When the Coughlins discover Nora's secret, she is banned from their household. Luther is banned after being caught spending time with her and giving her food. Danny's involvement in the BSC takes him away from his family as well; his father is particularly opposed to Danny's new "radical and Bolshevik-like" views. Nora, Danny and Luther form a close friendship. Nora is on her own just as she was five years ago, the men of the BPD are counting on Danny to lead them to a fair wage and working conditions, and Laurence is trying to escape McKenna's clutches and make it back to his wife and child.
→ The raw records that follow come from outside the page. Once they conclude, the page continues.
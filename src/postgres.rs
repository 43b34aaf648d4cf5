//! PostgreSQL implementation of the content and broadcast stores
//!
//! The tables are owned by the web application; this module only reads
//! `content`, `boosts` and `sweeps`, upserts into `rendered_content` and
//! updates the status columns of pending broadcast records.

use crate::error::Result;
use crate::store::{
    Boost, BoostUpdate, BroadcastStore, ContentStore, PendingInput, RenderedContentRecord, Sweep, SweepUpdate,
    TxStatus,
};
use async_trait::async_trait;
use log::debug;
use sqlx::postgres::PgRow;
use sqlx::{PgPool, Postgres, QueryBuilder, Row};

#[derive(Clone)]
pub struct PostgresStore {
    pool: PgPool,
}

impl PostgresStore {
    pub fn new(pool: PgPool) -> Self {
        Self { pool }
    }

    pub fn pool(&self) -> &PgPool {
        &self.pool
    }
}

fn boost_from_row(row: &PgRow) -> Result<Boost> {
    Ok(Boost {
        id: row.try_get("id")?,
        network: row.try_get::<String, _>("network")?.parse()?,
        broadcast_status: row.try_get("broadcast_status")?,
        commit_txid: row.try_get("commit_txid")?,
        commit_tx_status: row.try_get::<String, _>("commit_tx_status")?.parse()?,
        reveal_txid: row.try_get("reveal_txid")?,
        reveal_tx_status: row.try_get::<String, _>("reveal_tx_status")?.parse()?,
        created_at: row.try_get("created_at")?,
    })
}

fn sweep_from_row(row: &PgRow) -> Result<Sweep> {
    Ok(Sweep {
        id: row.try_get("id")?,
        network: row.try_get::<String, _>("network")?.parse()?,
        broadcast_status: row.try_get("broadcast_status")?,
        txid: row.try_get("txid")?,
        tx_status: row.try_get::<String, _>("tx_status")?.parse()?,
        created_at: row.try_get("created_at")?,
    })
}

#[async_trait]
impl ContentStore for PostgresStore {
    async fn list_unrendered(&self, limit: usize, after_sequence: i64) -> Result<Vec<PendingInput>> {
        let rows = sqlx::query(
            r#"
            SELECT id, sequence_number, content_hash, content_type, is_recursive
            FROM content
            WHERE sequence_number >= $1
              AND content_hash IS NOT NULL
              AND (content_type LIKE 'text/html%'
                   OR (content_type LIKE 'image/svg%' AND is_recursive))
            ORDER BY sequence_number
            LIMIT $2
            "#,
        )
        .bind(after_sequence)
        .bind(limit as i64)
        .fetch_all(&self.pool)
        .await?;

        rows.iter()
            .map(|row| {
                Ok(PendingInput {
                    id: row.try_get("id")?,
                    sequence_number: row.try_get("sequence_number")?,
                    content_hash: row.try_get("content_hash")?,
                    content_type: row.try_get("content_type")?,
                    is_recursive: row.try_get("is_recursive")?,
                })
            })
            .collect()
    }

    async fn upsert_rendered(&self, records: &[RenderedContentRecord]) -> Result<()> {
        if records.is_empty() {
            return Ok(());
        }

        let mut query: QueryBuilder<Postgres> = QueryBuilder::new(
            "INSERT INTO rendered_content (id, sequence_number, content, content_type, render_status) ",
        );
        query.push_values(records, |mut b, record| {
            b.push_bind(&record.id)
                .push_bind(record.sequence_number)
                .push_bind(&record.content)
                .push_bind(&record.content_type)
                .push_bind(record.render_status.as_str());
        });
        query.push(
            " ON CONFLICT (id) DO UPDATE SET \
              sequence_number = EXCLUDED.sequence_number, \
              content = EXCLUDED.content, \
              content_type = EXCLUDED.content_type, \
              render_status = EXCLUDED.render_status",
        );
        query.build().execute(&self.pool).await?;

        debug!("Upserted {} rendered rows", records.len());
        Ok(())
    }

    async fn max_rendered_sequence(&self) -> Result<Option<i64>> {
        let max: Option<i64> = sqlx::query_scalar("SELECT MAX(sequence_number) FROM rendered_content")
            .fetch_one(&self.pool)
            .await?;
        Ok(max)
    }
}

#[async_trait]
impl BroadcastStore for PostgresStore {
    async fn list_pending_boosts(&self) -> Result<Vec<Boost>> {
        let rows = sqlx::query(
            r#"
            SELECT id, network, broadcast_status, commit_txid, commit_tx_status,
                   reveal_txid, reveal_tx_status, created_at
            FROM boosts
            WHERE commit_tx_status = $1 OR reveal_tx_status = $1
            ORDER BY id
            "#,
        )
        .bind(TxStatus::Pending.as_str())
        .fetch_all(&self.pool)
        .await?;

        rows.iter().map(boost_from_row).collect()
    }

    async fn list_pending_sweeps(&self) -> Result<Vec<Sweep>> {
        let rows = sqlx::query(
            r#"
            SELECT id, network, broadcast_status, txid, tx_status, created_at
            FROM sweeps
            WHERE tx_status = $1
            ORDER BY id
            "#,
        )
        .bind(TxStatus::Pending.as_str())
        .fetch_all(&self.pool)
        .await?;

        rows.iter().map(sweep_from_row).collect()
    }

    async fn update_boost(&self, id: i64, update: BoostUpdate) -> Result<()> {
        sqlx::query(
            r#"
            UPDATE boosts
            SET commit_tx_status = COALESCE($2, commit_tx_status),
                reveal_tx_status = COALESCE($3, reveal_tx_status)
            WHERE id = $1
            "#,
        )
        .bind(id)
        .bind(update.commit_tx_status.map(TxStatus::as_str))
        .bind(update.reveal_tx_status.map(TxStatus::as_str))
        .execute(&self.pool)
        .await?;
        Ok(())
    }

    async fn update_sweep(&self, id: i64, update: SweepUpdate) -> Result<()> {
        sqlx::query("UPDATE sweeps SET tx_status = COALESCE($2, tx_status) WHERE id = $1")
            .bind(id)
            .bind(update.tx_status.map(TxStatus::as_str))
            .execute(&self.pool)
            .await?;
        Ok(())
    }
}
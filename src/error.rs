//! Error types for the render cache

use thiserror::Error;

/// Result type alias for render cache operations
pub type Result<T> = std::result::Result<T, Error>;

/// Errors that can occur in the render cache
#[derive(Error, Debug)]
pub enum Error {
    /// Failed to launch or configure a browser instance
    #[error("Worker initialization failed: {0}")]
    InitializationError(String),

    /// The worker pool was closed while a caller was waiting on it
    #[error("Worker pool is closed")]
    PoolClosed,

    /// A render failed in a way the retry table does not cover
    #[error("Rendering {url} failed: {source}")]
    RenderError {
        url: String,
        #[source]
        source: CaptureError,
    },

    /// Frame could not be decoded or encoded
    #[error("Image error: {0}")]
    ImageError(String),

    /// Invalid configuration
    #[error("Invalid configuration: {0}")]
    ConfigError(String),

    /// Network error talking to an external service
    #[error("Network error: {0}")]
    NetworkError(String),

    /// Persistence layer failure
    #[error("Store error: {0}")]
    Store(String),

    /// The transaction status source answered with something it cannot interpret
    #[error("Unexpected transaction status response: {0}")]
    TxStatus(String),

    /// Generic error
    #[error("{0}")]
    Other(String),
}

/// Failures raised by a single navigation or screenshot against a page.
///
/// The first four variants are retryable and map onto the degraded
/// `*_TIMEOUT` render statuses; everything else is fatal for the render.
#[derive(Error, Debug, Clone, PartialEq, Eq)]
pub enum CaptureError {
    #[error("navigation timed out")]
    NavigationTimeout,

    #[error("page is too large to capture ({width}x{height})")]
    PageTooLarge { width: u32, height: u32 },

    #[error("capture target has zero width")]
    ZeroWidth,

    #[error("screenshot capture timed out")]
    ScreenshotTimeout,

    /// Load failure or a non-200 main document response
    #[error("navigation failed: {0}")]
    Navigation(String),

    #[error("browser error: {0}")]
    Browser(String),
}

impl CaptureError {
    pub fn is_retryable(&self) -> bool {
        matches!(
            self,
            CaptureError::NavigationTimeout
                | CaptureError::PageTooLarge { .. }
                | CaptureError::ZeroWidth
                | CaptureError::ScreenshotTimeout
        )
    }
}

impl From<image::ImageError> for Error {
    fn from(err: image::ImageError) -> Self {
        Error::ImageError(err.to_string())
    }
}

impl From<reqwest::Error> for Error {
    fn from(err: reqwest::Error) -> Self {
        Error::NetworkError(err.to_string())
    }
}

#[cfg(feature = "postgres")]
impl From<sqlx::Error> for Error {
    fn from(err: sqlx::Error) -> Self {
        Error::Store(err.to_string())
    }
}

#[cfg(feature = "cdp")]
impl From<anyhow::Error> for CaptureError {
    fn from(err: anyhow::Error) -> Self {
        CaptureError::Browser(err.to_string())
    }
}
The story culminates in the historical Boston Police Strike, which is precipitated by the police commissioner's refusal to allow the nascent police union's right to affiliate with national labor organizations, or to exist. In the chaos of the strike, Luther saves Danny's life. By this time Danny had reunited with and married Nora. Luther reconciles the difficult situation he had run from in Tulsa, and succeeds in returning there to join his wife and recently born child in the Greenwood District. (This is before the area was destroyed in the 1921 Tulsa race massacre.)

==Babe Ruth storyline==
The notable historic ball player Babe Ruth is featured as a recurring character in The Given Day, along with other historic figures. He appears in the prologue and various transitions within the novel. In the prologue, the Boston Red Sox and Chicago Cubs are traveling by train from Chicago to Boston during the 1918 World Series. The train breaks down in Ohio. Ruth happens upon a pick-up game among some African-American players, one of whom happens to be Luther Laurence. Ruth admires his skills, then is joined by other of the Cubs and Red Sox players, who want to take on the African Americans. Ruth's team ends up cheating and although he knows it is wrong, he sides with his teammates. He is ashamed of his action and reflects on it at different points when he re-appears in the book.

==Reception==
Critics were generally favorable, commenting that Lehane had written a big American novel. Janet Maslin wrote in The New York Times, "He has written a majestic, fiery epic that moves him far beyond the confines of the crime genre." She concludes by writing:

The Given Day is a huge, impassioned, intensively researched book that brings history alive by grounding the present in the lessons of the past. When Mr. Lehane writes of “a man who wore his power like a white suit on a coal black night,” he could be writing about a distant time — or writing about his own.

Colette Bancroft of the St. Petersburg Times wrote "That time and place give Lehane scope to tell a uniquely American story, one grounded in our history yet ringing with issues that concern us still, almost a century later: race, immigration, terrorism, economic instability, political corruption and the corrosive gap between the haves and have-nots."